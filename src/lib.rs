//! Decode flat, bracket-indexed HTML form submissions (`root[a][0][b]=...`)
//! into typed, validated documents, and describe those documents back to a
//! form renderer as JSON Schema.
//!
//! ```text
//! FlatForm ─tokenize─▶ segments ─build─▶ Node tree ─normalize─▶ Node tree ─validate─▶ Typed
//! ```
pub mod cli;
pub mod decode;
pub mod error;
pub mod flatten;
pub mod form;
pub mod jq_exec;
pub mod key;
pub mod model;
pub mod normalize;
pub mod path_de;
pub mod schema;
pub mod store;
pub mod tree;
pub mod typed;
pub mod validate;

pub use decode::{decode, decode_with, DecodeOptions, Decoder};
pub use error::{ErrorKind, ErrorReport, FieldError, SchemaError};
pub use flatten::flatten;
pub use form::FlatForm;
pub use schema::{ObjectSchema, Schema, UnionSchema, Variant};
pub use store::Store;
pub use typed::{Typed, VariantValue};
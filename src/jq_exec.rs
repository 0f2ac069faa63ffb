use anyhow::{anyhow, Context, Result};
use jaq_core::{compile::Undefined, load, Compiler, Ctx, RcIter};
use jaq_json::Val;
use serde_json::Value;

/// Run a jq filter over one input document and collect every output.
pub fn run_jaq(filter_src: &str, input: &Value) -> Result<Vec<Value>> {
    let loader = load::Loader::new(jaq_std::defs().chain(jaq_json::defs()));
    let arena = load::Arena::default();
    let program = load::File { code: filter_src, path: () };

    let modules = loader
        .load(&arena, program)
        .map_err(format_parse_errors)?;

    let filter = Compiler::default()
        .with_funs(jaq_std::funs().chain(jaq_json::funs()))
        .compile(modules)
        .map_err(format_undefined_errors)?;

    let inputs = RcIter::new(core::iter::empty());
    let outputs = filter.run((Ctx::new([], &inputs), Val::from(input.clone())));

    let mut out = Vec::new();
    for item in outputs {
        let v = item.map_err(|e| anyhow!("jq filter `{filter_src}` failed: {e:?}"))?;
        // Val's Display is JSON text
        let text = v.to_string();
        let value = serde_json::from_str(&text)
            .with_context(|| format!("jq filter `{filter_src}` produced non-JSON output: {text}"))?;
        out.push(value);
    }
    Ok(out)
}

fn format_parse_errors(
    errs: Vec<(load::File<&str, ()>, load::Error<&str>)>,
) -> anyhow::Error {
    let mut s = String::new();
    for (file, err) in errs {
        s.push_str(&format!("parse error: {err:?} in `{}`\n", file.code));
    }
    anyhow!(s)
}

fn format_undefined_errors(
    errs: Vec<(load::File<&str, ()>, Vec<(&str, Undefined)>)>,
) -> anyhow::Error {
    let mut s = String::new();
    for (file, list) in errs {
        for (name, undef) in list {
            s.push_str(&format!("undefined `{name}`: {undef:?} in `{}`\n", file.code));
        }
    }
    anyhow!(s)
}
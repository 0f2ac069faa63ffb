//! Values produced by the validator, shaped by the schema they passed.
use std::fmt;
use chrono::{DateTime, FixedOffset, SecondsFormat};
use indexmap::IndexMap;
use serde::ser::{Serialize, SerializeMap, Serializer};

#[derive(Debug, Clone, PartialEq)]
pub enum Typed {
    Null,
    Bool(bool),
    UInt(u64),
    String(String),
    Timestamp(DateTime<FixedOffset>),
    List(Vec<Typed>),
    /// Fields in schema declaration order.
    Object(IndexMap<String, Typed>),
    Variant(VariantValue),
}

/// A member of a discriminated union. The tag is fixed at construction and
/// only ever re-emitted, never taken from the caller after that.
#[derive(Debug, Clone, PartialEq)]
pub struct VariantValue {
    tag_field: String,
    tag: String,
    fields: IndexMap<String, Typed>,
}

#[derive(Debug, Clone, PartialEq, Eq, thiserror::Error)]
#[error("`{tag_field}` is derived from the variant ({tag}) and cannot be set")]
pub struct ReadOnlyTag {
    pub tag_field: String,
    pub tag: String,
}

impl Typed {
    pub fn is_null(&self) -> bool { matches!(self, Typed::Null) }

    pub fn as_str(&self) -> Option<&str> {
        match self {
            Typed::String(s) => Some(s),
            _ => None,
        }
    }

    pub fn as_u64(&self) -> Option<u64> {
        match self {
            Typed::UInt(n) => Some(*n),
            _ => None,
        }
    }

    pub fn as_list(&self) -> Option<&[Typed]> {
        match self {
            Typed::List(xs) => Some(xs),
            _ => None,
        }
    }

    pub fn as_variant(&self) -> Option<&VariantValue> {
        match self {
            Typed::Variant(v) => Some(v),
            _ => None,
        }
    }

    /// Field lookup on objects and variants. The tag of a variant is not a field.
    pub fn get(&self, name: &str) -> Option<&Typed> {
        match self {
            Typed::Object(fields) => fields.get(name),
            Typed::Variant(v) => v.fields.get(name),
            _ => None,
        }
    }

    /// The nested document used to pre-fill a form.
    pub fn to_json(&self) -> serde_json::Value {
        serde_json::to_value(self).unwrap_or(serde_json::Value::Null)
    }
}

impl VariantValue {
    pub fn new(tag_field: impl Into<String>, tag: impl Into<String>) -> Self {
        Self { tag_field: tag_field.into(), tag: tag.into(), fields: IndexMap::new() }
    }

    /// Caller guarantees `fields` has no entry named `tag_field`.
    pub(crate) fn from_parts(tag_field: &str, tag: &str, fields: IndexMap<String, Typed>) -> Self {
        Self { tag_field: tag_field.to_string(), tag: tag.to_string(), fields }
    }

    pub fn tag_field(&self) -> &str { &self.tag_field }

    pub fn tag(&self) -> &str { &self.tag }

    pub fn fields(&self) -> &IndexMap<String, Typed> { &self.fields }

    pub fn get(&self, name: &str) -> Option<&Typed> { self.fields.get(name) }

    pub fn insert(&mut self, name: impl Into<String>, value: Typed) -> Result<Option<Typed>, ReadOnlyTag> {
        let name = name.into();
        if name == self.tag_field {
            return Err(ReadOnlyTag { tag_field: self.tag_field.clone(), tag: self.tag.clone() });
        }
        Ok(self.fields.insert(name, value))
    }

    pub fn with(mut self, name: impl Into<String>, value: Typed) -> Result<Self, ReadOnlyTag> {
        self.insert(name, value)?;
        Ok(self)
    }
}

// ------------------------------ Conversions ------------------------------- //

impl From<&str> for Typed {
    fn from(s: &str) -> Self { Typed::String(s.to_string()) }
}

impl From<String> for Typed {
    fn from(s: String) -> Self { Typed::String(s) }
}

impl From<u64> for Typed {
    fn from(n: u64) -> Self { Typed::UInt(n) }
}

impl From<bool> for Typed {
    fn from(b: bool) -> Self { Typed::Bool(b) }
}

impl From<DateTime<FixedOffset>> for Typed {
    fn from(t: DateTime<FixedOffset>) -> Self { Typed::Timestamp(t) }
}

impl From<VariantValue> for Typed {
    fn from(v: VariantValue) -> Self { Typed::Variant(v) }
}

impl<T: Into<Typed>> From<Option<T>> for Typed {
    fn from(v: Option<T>) -> Self { v.map(Into::into).unwrap_or(Typed::Null) }
}

impl<T: Into<Typed>> From<Vec<T>> for Typed {
    fn from(xs: Vec<T>) -> Self { Typed::List(xs.into_iter().map(Into::into).collect()) }
}

/// Timestamps are written in RFC 3339, `Z` for UTC.
pub fn format_timestamp(t: &DateTime<FixedOffset>) -> String {
    t.to_rfc3339_opts(SecondsFormat::AutoSi, true)
}

// ----------------------------- Serialization ------------------------------ //

impl Serialize for Typed {
    fn serialize<S: Serializer>(&self, serializer: S) -> Result<S::Ok, S::Error> {
        match self {
            Typed::Null => serializer.serialize_unit(),
            Typed::Bool(b) => serializer.serialize_bool(*b),
            Typed::UInt(n) => serializer.serialize_u64(*n),
            Typed::String(s) => serializer.serialize_str(s),
            Typed::Timestamp(t) => serializer.serialize_str(&format_timestamp(t)),
            Typed::List(xs) => serializer.collect_seq(xs),
            Typed::Object(fields) => serializer.collect_map(fields),
            Typed::Variant(v) => v.serialize(serializer),
        }
    }
}

impl Serialize for VariantValue {
    fn serialize<S: Serializer>(&self, serializer: S) -> Result<S::Ok, S::Error> {
        let mut map = serializer.serialize_map(Some(self.fields.len() + 1))?;
        map.serialize_entry(&self.tag_field, &self.tag)?;
        for (k, v) in &self.fields {
            map.serialize_entry(k, v)?;
        }
        map.end()
    }
}

impl fmt::Display for Typed {
    fn fmt(&self, f: &mut fmt::Formatter<'_>) -> fmt::Result {
        write!(f, "{}", self.to_json())
    }
}
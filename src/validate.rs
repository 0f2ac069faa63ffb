//! Walk a normalized tree and a schema in lockstep, producing a [`Typed`]
//! value or every problem found on the way.
//!
//! Nothing short-circuits: a bad field records its error and yields a
//! placeholder so its siblings are still checked.
pub mod scalar;

use indexmap::IndexMap;

use crate::error::{ErrorKind, ErrorReport, FieldError};
use crate::key::FormPath;
use crate::schema::{ObjectSchema, Schema, UnionSchema};
use crate::tree::Node;
use crate::typed::{Typed, VariantValue};

pub fn validate(node: &Node, schema: &Schema, path: &FormPath) -> Result<Typed, ErrorReport> {
    let mut v = Validator::default();
    let value = v.value(node, schema, path);
    v.errors.into_result(value)
}

#[derive(Debug, Default)]
struct Validator {
    errors: ErrorReport,
}

impl Validator {
    fn fail(&mut self, path: &FormPath, kind: ErrorKind, message: impl Into<String>) -> Typed {
        self.errors.push(FieldError::new(path, kind, message));
        Typed::Null
    }

    fn mismatch(&mut self, path: &FormPath, schema: &Schema, found: &Node) -> Typed {
        let message = format!("expected {}, found {}", scalar::article(schema), found.kind_name());
        self.fail(path, ErrorKind::TypeMismatch, message)
    }

    fn value(&mut self, node: &Node, schema: &Schema, path: &FormPath) -> Typed {
        match schema {
            Schema::Optional(inner) => match node {
                Node::Unresolved => Typed::Null,
                // an empty control for anything but text means "no value"
                Node::Scalar(s) if s.trim().is_empty() && !matches!(**inner, Schema::String) => Typed::Null,
                _ => self.value(node, inner, path),
            },

            Schema::String | Schema::UInt | Schema::Bool | Schema::Timestamp => match node {
                Node::Scalar(text) => match scalar::parse(text, schema) {
                    Ok(v) => v,
                    Err(message) => self.fail(path, ErrorKind::TypeMismatch, message),
                },
                Node::Unresolved => match scalar::zero(schema) {
                    Some(v) => v,
                    None => self.fail(path, ErrorKind::TypeMismatch, format!("expected {}, found no value", scalar::article(schema))),
                },
                other => self.mismatch(path, schema, other),
            },

            Schema::Object(object) => match node {
                Node::Object(map) => Typed::Object(self.fields(map, object, path)),
                Node::Unresolved => Typed::Object(self.fields(&IndexMap::new(), object, path)),
                other => self.mismatch(path, schema, other),
            },

            Schema::List(item) => match node {
                Node::Array(items) => Typed::List(
                    items.iter().enumerate().map(|(i, el)| self.value(el, item, &path.index(i))).collect(),
                ),
                Node::Unresolved => Typed::List(Vec::new()),
                other => self.mismatch(path, schema, other),
            },

            Schema::Union(union) => match node {
                Node::Object(map) => self.variant(map, union, path),
                Node::Unresolved => self.missing_tag(path, union),
                other => self.mismatch(path, schema, other),
            },
        }
    }

    /// Declared fields in declaration order; anything else in `map` is ignored.
    fn fields(&mut self, map: &IndexMap<String, Node>, object: &ObjectSchema, path: &FormPath) -> IndexMap<String, Typed> {
        let mut out = IndexMap::with_capacity(object.fields().len());
        for field in object.fields() {
            let at = path.field(&field.name);
            let value = match (map.get(&field.name), field.absent_value()) {
                (Some(child), _) => self.value(child, &field.schema, &at),
                (None, Some(default)) => default,
                (None, None) => self.fail(&at, ErrorKind::MissingField, "field required"),
            };
            out.insert(field.name.clone(), value);
        }
        out
    }

    /// The tag only picks the variant; the rest of the object fills it.
    fn variant(&mut self, map: &IndexMap<String, Node>, union: &UnionSchema, path: &FormPath) -> Typed {
        let tag = match map.get(union.tag_field()) {
            None | Some(Node::Unresolved) => return self.missing_tag(path, union),
            Some(Node::Scalar(tag)) => tag,
            Some(other) => {
                let message = format!("expected a variant name, found {}", other.kind_name());
                return self.fail(&path.field(union.tag_field()), ErrorKind::TypeMismatch, message);
            }
        };
        let Some(variant) = union.variant(tag) else {
            let message = format!("`{tag}` is not one of: {}", known_tags(union));
            return self.fail(path, ErrorKind::UnknownVariant, message);
        };
        let fields = self.fields(map, &variant.object, path);
        Typed::Variant(VariantValue::from_parts(union.tag_field(), &variant.tag, fields))
    }

    fn missing_tag(&mut self, path: &FormPath, union: &UnionSchema) -> Typed {
        let message = format!("`{}` is required to select one of: {}", union.tag_field(), known_tags(union));
        self.fail(path, ErrorKind::MissingDiscriminator, message)
    }
}

fn known_tags(union: &UnionSchema) -> String {
    union.tags().collect::<Vec<_>>().join(", ")
}

// ------------------------------- Tests ------------------------------------ //
//! The inverse of decoding: nested values → bracket-indexed keys.
//!
//! `null` and empty containers produce no keys at all, just as an unfilled
//! form control submits nothing. The validator reads an absent list as `[]`
//! and an absent optional as `null`, so decoding gives the value back. The one
//! shape that is lost is a list whose trailing elements flatten to nothing
//! (`[x, null]`): the form has no key left to say it was longer.
use serde_json::Value;

use crate::form::FlatForm;
use crate::key::FormPath;
use crate::typed::{format_timestamp, Typed};

pub fn flatten(value: &Typed, root: &str) -> FlatForm {
    let mut out = FlatForm::new();
    walk_typed(value, &FormPath::root(root), &mut out);
    out
}

/// Same for an arbitrary JSON document (e.g. a saved prefill document).
pub fn flatten_json(value: &Value, root: &str) -> FlatForm {
    let mut out = FlatForm::new();
    walk_json(value, &FormPath::root(root), &mut out);
    out
}

fn walk_typed(value: &Typed, path: &FormPath, out: &mut FlatForm) {
    match value {
        Typed::Null => {}
        Typed::Bool(b) => { out.insert(path.to_string(), b.to_string()); }
        Typed::UInt(n) => { out.insert(path.to_string(), n.to_string()); }
        Typed::String(s) => { out.insert(path.to_string(), s.clone()); }
        Typed::Timestamp(t) => { out.insert(path.to_string(), format_timestamp(t)); }
        Typed::List(xs) => {
            for (i, x) in xs.iter().enumerate() {
                walk_typed(x, &path.index(i), out);
            }
        }
        Typed::Object(fields) => {
            for (k, v) in fields {
                walk_typed(v, &path.field(k), out);
            }
        }
        Typed::Variant(v) => {
            out.insert(path.field(v.tag_field()).to_string(), v.tag().to_string());
            for (k, x) in v.fields() {
                walk_typed(x, &path.field(k), out);
            }
        }
    }
}

fn walk_json(value: &Value, path: &FormPath, out: &mut FlatForm) {
    match value {
        Value::Null => {}
        Value::Bool(b) => { out.insert(path.to_string(), b.to_string()); }
        Value::Number(n) => { out.insert(path.to_string(), n.to_string()); }
        Value::String(s) => { out.insert(path.to_string(), s.clone()); }
        Value::Array(xs) => {
            for (i, x) in xs.iter().enumerate() {
                walk_json(x, &path.index(i), out);
            }
        }
        Value::Object(m) => {
            for (k, v) in m {
                walk_json(v, &path.field(k), out);
            }
        }
    }
}
//! The demo domain: a person with an address, hobbies and typed contacts.
//!
//! Exposed twice: as a runtime [`Schema`] the decoder validates against, and
//! as plain serde types the validated document deserializes into.
use chrono::{DateTime, FixedOffset};
use serde::{Deserialize, Serialize};

use crate::error::SchemaError;
use crate::schema::{ObjectSchema, Schema, UnionSchema, Variant};
use crate::typed::Typed;

pub const DEFAULT_JOB: &str = "Developer";
pub const CONTACT_TAG: &str = "_type";

// ————————————————————————————————————————————————————————————————————————————
// SCHEMA
// ————————————————————————————————————————————————————————————————————————————

pub fn address_schema() -> ObjectSchema {
    ObjectSchema::new("Address")
        .describe("Example of an address model with simple fields.")
        .field("house_number", Schema::UInt)
        .field("street", Schema::String)
        .field("city", Schema::String)
}

/// `Contact` is a member of its own union next to its two refinements.
pub fn contact_schema() -> Result<UnionSchema, SchemaError> {
    let contact = ObjectSchema::new("Contact")
        .describe("Example of a contact model with simple fields.")
        .field("name", Schema::String);
    let friend = ObjectSchema::new("Friend")
        .describe("Example of a friend model with additional fields.")
        .field("name", Schema::String)
        .field("known_since", Schema::Timestamp);
    let family = ObjectSchema::new("FamilyMember")
        .describe("Example of a family member model with additional fields.")
        .field("name", Schema::String)
        .field("relationship", Schema::String);
    UnionSchema::new(CONTACT_TAG, vec![Variant::of(contact), Variant::of(friend), Variant::of(family)])
}

pub fn person_schema() -> Result<Schema, SchemaError> {
    Ok(ObjectSchema::new("Person")
        .describe("Example of a person model with simple fields.")
        .field("name", Schema::String)
        .field("age", Schema::UInt)
        .field_default("job", Schema::String, DEFAULT_JOB)
        .optional("address", address_schema().into())
        .field_default("hobbies", Schema::list(Schema::String), Typed::List(Vec::new()))
        .field_default("contacts", Schema::list(contact_schema()?.into()), Typed::List(Vec::new()))
        .into())
}

// ————————————————————————————————————————————————————————————————————————————
// TYPES
// ————————————————————————————————————————————————————————————————————————————

#[derive(Debug, Clone, PartialEq, Serialize, Deserialize)]
pub struct Person {
    pub name: String,
    pub age: u64,
    #[serde(default = "default_job")]
    pub job: String,
    #[serde(default)]
    pub address: Option<Address>,
    #[serde(default)]
    pub hobbies: Vec<String>,
    #[serde(default)]
    pub contacts: Vec<Contact>,
}

#[derive(Debug, Clone, PartialEq, Eq, Serialize, Deserialize)]
pub struct Address {
    pub house_number: u64,
    pub street: String,
    pub city: String,
}

#[derive(Debug, Clone, PartialEq, Serialize, Deserialize)]
#[serde(tag = "_type")]
pub enum Contact {
    Contact { name: String },
    Friend { name: String, known_since: DateTime<FixedOffset> },
    FamilyMember { name: String, relationship: String },
}

fn default_job() -> String { DEFAULT_JOB.to_string() }

impl Contact {
    pub fn name(&self) -> &str {
        match self {
            Contact::Contact { name } | Contact::Friend { name, .. } | Contact::FamilyMember { name, .. } => name,
        }
    }

    /// The variant identity, as emitted in the tag field.
    pub fn kind(&self) -> &'static str {
        match self {
            Contact::Contact { .. } => "Contact",
            Contact::Friend { .. } => "Friend",
            Contact::FamilyMember { .. } => "FamilyMember",
        }
    }
}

> _WHAT TO DO_: Reproduce the entries exactly, starting at their first line and stopping after the line with "pub mod validate;".

> _TASK RESULT_:
filename src/lib.rs
//! Decode flat, bracket-indexed HTML form submissions (`root[a][0][b]=...`)
//! into typed, validated documents, and describe those documents back to a
//! form renderer as JSON Schema.
//!
//! ```text
//! FlatForm ─tokenize─▶ segments ─build─▶ Node tree ─normalize─▶ Node tree ─validate─▶ Typed
//! ```
pub mod cli;
pub mod decode;
pub mod error;
pub mod flatten;
pub mod form;
pub mod jq_exec;
pub mod key;
pub mod model;
pub mod normalize;
pub mod path_de;
pub mod schema;
pub mod store;
pub mod tree;
pub mod typed;
pub mod validate;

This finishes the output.